→ **Exercise**: All lines between the start of the listing below and the line containing "pub const ACCOUNT_DOMAIN: &str", inclusive, must be repeated exactly.

+-------+

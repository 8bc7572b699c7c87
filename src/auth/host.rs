//! Host derivation from account identifiers.

/// Domain serving account REST endpoints.
pub const ACCOUNT_DOMAIN: &str = "snowflakecomputing.com";

/// `<account>.snowflakecomputing.com`, with the account lowercased.
///
/// Account locators that already carry a region (`xy12345.us-west-2`) are
/// used as-is.
pub fn account_host(account: &str) -> String {
    format!("{}.{ACCOUNT_DOMAIN}", account.trim().to_lowercase())
}

/// Host from an account and a region as reported by the session.
///
/// `PUBLIC.AWS_US_WEST_2` becomes `<account>.us-west-2.snowflakecomputing.com`.
/// A region without a group prefix falls back to [`account_host`].
pub fn region_host(account: &str, region: &str) -> String {
    let Some((_, cloud_region)) = region.rsplit_once('.') else {
        return account_host(account);
    };
    let cloud_region = cloud_region.to_lowercase().replace('_', "-");
    let cloud_region = cloud_region
        .strip_prefix("aws-")
        .unwrap_or(&cloud_region);
    format!(
        "{}.{cloud_region}.{ACCOUNT_DOMAIN}",
        account.trim().to_lowercase()
    )
}

#[cfg(test)]
mod tests {
    use super::*;

    #[test]
    fn account_host_lowercases() {
        assert_eq!(account_host("XY12345"), "xy12345.snowflakecomputing.com");
        assert_eq!(
            account_host("xy12345.us-west-2"),
            "xy12345.us-west-2.snowflakecomputing.com"
        );
    }

    #[test]
    fn region_host_strips_aws_prefix() {
        assert_eq!(
            region_host("MYACCT", "PUBLIC.AWS_US_WEST_2"),
            "myacct.us-west-2.snowflakecomputing.com"
        );
    }

    #[test]
    fn region_host_keeps_other_clouds() {
        assert_eq!(
            region_host("acct", "PUBLIC.AZURE_EASTUS2"),
            "acct.azure-eastus2.snowflakecomputing.com"
        );
    }

    #[test]
    fn region_without_group_falls_back() {
        assert_eq!(region_host("acct", "AWS_US_EAST_1"), account_host("acct"));
    }
}
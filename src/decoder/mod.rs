//! Server-Sent-Events decoding of agent responses.
//!
//! Bytes flow through three layers:
//! [`LineBuffer`] turns chunks into lines, [`decode_line`] advances the
//! per-call [`DecoderState`] and yields frames, and [`ResponseAggregator`]
//! folds classified [`StreamEvent`]s into an [`AgentResult`].

pub mod aggregate;
pub mod event;
pub mod extract;
pub mod frame;
pub mod lines;
pub mod warning;

pub use aggregate::{ProgressCallback, ResponseAggregator};
pub use event::{EventKind, StreamEvent};
pub use frame::{decode_line, DecoderState, LineOutcome};
pub use lines::LineBuffer;
pub use warning::DecodeWarning;

use crate::types::AgentResult;

/// Whether the decoder wants more input.
#[derive(Debug, Clone, Copy, PartialEq, Eq)]
pub enum Flow {
    Continue,
    Done,
}

/// Incremental decoder for one response body.
#[derive(Debug, Default)]
pub struct StreamDecoder {
    lines: LineBuffer,
    state: DecoderState,
    aggregator: ResponseAggregator,
}

impl StreamDecoder {
    pub fn new() -> Self {
        Self::default()
    }

    pub fn with_progress(progress: ProgressCallback) -> Self {
        Self {
            aggregator: ResponseAggregator::with_progress(progress),
            ..Self::default()
        }
    }

    /// Feed a body chunk. Returns [`Flow::Done`] once `[DONE]` was seen.
    pub fn feed(&mut self, chunk: &[u8]) -> Flow {
        for line in self.lines.push(chunk) {
            if self.feed_line(&line) == Flow::Done {
                return Flow::Done;
            }
        }
        self.flow()
    }

    /// Feed one complete line.
    pub fn feed_line(&mut self, line: &str) -> Flow {
        let state = std::mem::take(&mut self.state);
        let (next, outcome) = decode_line(state, line);
        self.state = next;

        match outcome {
            LineOutcome::Frame { event, payload } => {
                self.aggregator.apply_frame(event.as_deref(), payload)
            }
            LineOutcome::Malformed { event, preview } => self
                .aggregator
                .record_warning(DecodeWarning::MalformedFrame { event, preview }),
            LineOutcome::Done => self.aggregator.apply(StreamEvent::Done),
            LineOutcome::Ignored => {}
        }
        self.flow()
    }

    pub fn is_finished(&self) -> bool {
        self.state.is_finished()
    }

    /// The result accumulated so far.
    pub fn partial(&self) -> &AgentResult {
        self.aggregator.result()
    }

    /// End of body: flush an unterminated last line and build the result.
    pub fn finish(mut self) -> AgentResult {
        if let Some(tail) = self.lines.finish() {
            self.feed_line(&tail);
        }
        self.aggregator.finish()
    }

    fn flow(&self) -> Flow {
        if self.is_finished() {
            Flow::Done
        } else {
            Flow::Continue
        }
    }
}

/// Decode a complete buffered body.
pub fn decode_str(body: &str) -> AgentResult {
    let mut decoder = StreamDecoder::new();
    decoder.feed(body.as_bytes());
    decoder.finish()
}
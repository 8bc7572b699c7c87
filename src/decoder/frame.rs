//! Line-level SSE state machine.

use serde_json::Value;

const EVENT_PREFIX: &str = "event:";
const DATA_PREFIX: &str = "data:";
const DONE_SENTINEL: &str = "[DONE]";
const PREVIEW_CHARS: usize = 120;

/// Decoder state threaded through the line loop.
///
/// The event name is sticky: it applies to every following `data:` line
/// until another `event:` line replaces it.
#[derive(Debug, Clone, Default, PartialEq, Eq)]
pub enum DecoderState {
    #[default]
    AwaitingEventName,
    AwaitingData {
        event: String,
    },
    /// `[DONE]` was seen; every further line is ignored.
    Finished,
}

impl DecoderState {
    pub fn current_event(&self) -> Option<&str> {
        match self {
            Self::AwaitingData { event } => Some(event),
            _ => None,
        }
    }

    pub fn is_finished(&self) -> bool {
        matches!(self, Self::Finished)
    }
}

/// What a single line produced.
#[derive(Debug, Clone, PartialEq)]
pub enum LineOutcome {
    /// Blank line, comment, event name, or an unrelated field.
    Ignored,
    /// A `data:` line whose payload parsed as JSON.
    Frame {
        event: Option<String>,
        payload: Value,
    },
    /// A `data:` line whose payload is not JSON.
    Malformed {
        event: Option<String>,
        preview: String,
    },
    /// The `[DONE]` sentinel.
    Done,
}

/// Advance the state machine by one line.
pub fn decode_line(state: DecoderState, line: &str) -> (DecoderState, LineOutcome) {
    if state.is_finished() {
        return (state, LineOutcome::Ignored);
    }

    let line = line.trim_end_matches('\r');
    if line.is_empty() || line.starts_with(':') {
        return (state, LineOutcome::Ignored);
    }

    if let Some(name) = line.strip_prefix(EVENT_PREFIX) {
        let name = name.trim();
        let next = if name.is_empty() {
            DecoderState::AwaitingEventName
        } else {
            DecoderState::AwaitingData {
                event: name.to_string(),
            }
        };
        return (next, LineOutcome::Ignored);
    }

    let Some(data) = line.strip_prefix(DATA_PREFIX) else {
        return (state, LineOutcome::Ignored);
    };
    let data = data.trim();
    if data == DONE_SENTINEL {
        return (DecoderState::Finished, LineOutcome::Done);
    }

    let event = state.current_event().map(str::to_string);
    let outcome = match serde_json::from_str::<Value>(data) {
        Ok(payload) => LineOutcome::Frame { event, payload },
        Err(_) => LineOutcome::Malformed {
            event,
            preview: crate::error::truncate_chars(data, PREVIEW_CHARS),
        },
    };
    (state, outcome)
}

+-------+

→ **Your solution**:
repository 8bc7572b699c7c87
filename src/auth/host.rs
//! Host derivation from account identifiers.

/// Domain serving account REST endpoints.
pub const ACCOUNT_DOMAIN: &str = "snowflakecomputing.com";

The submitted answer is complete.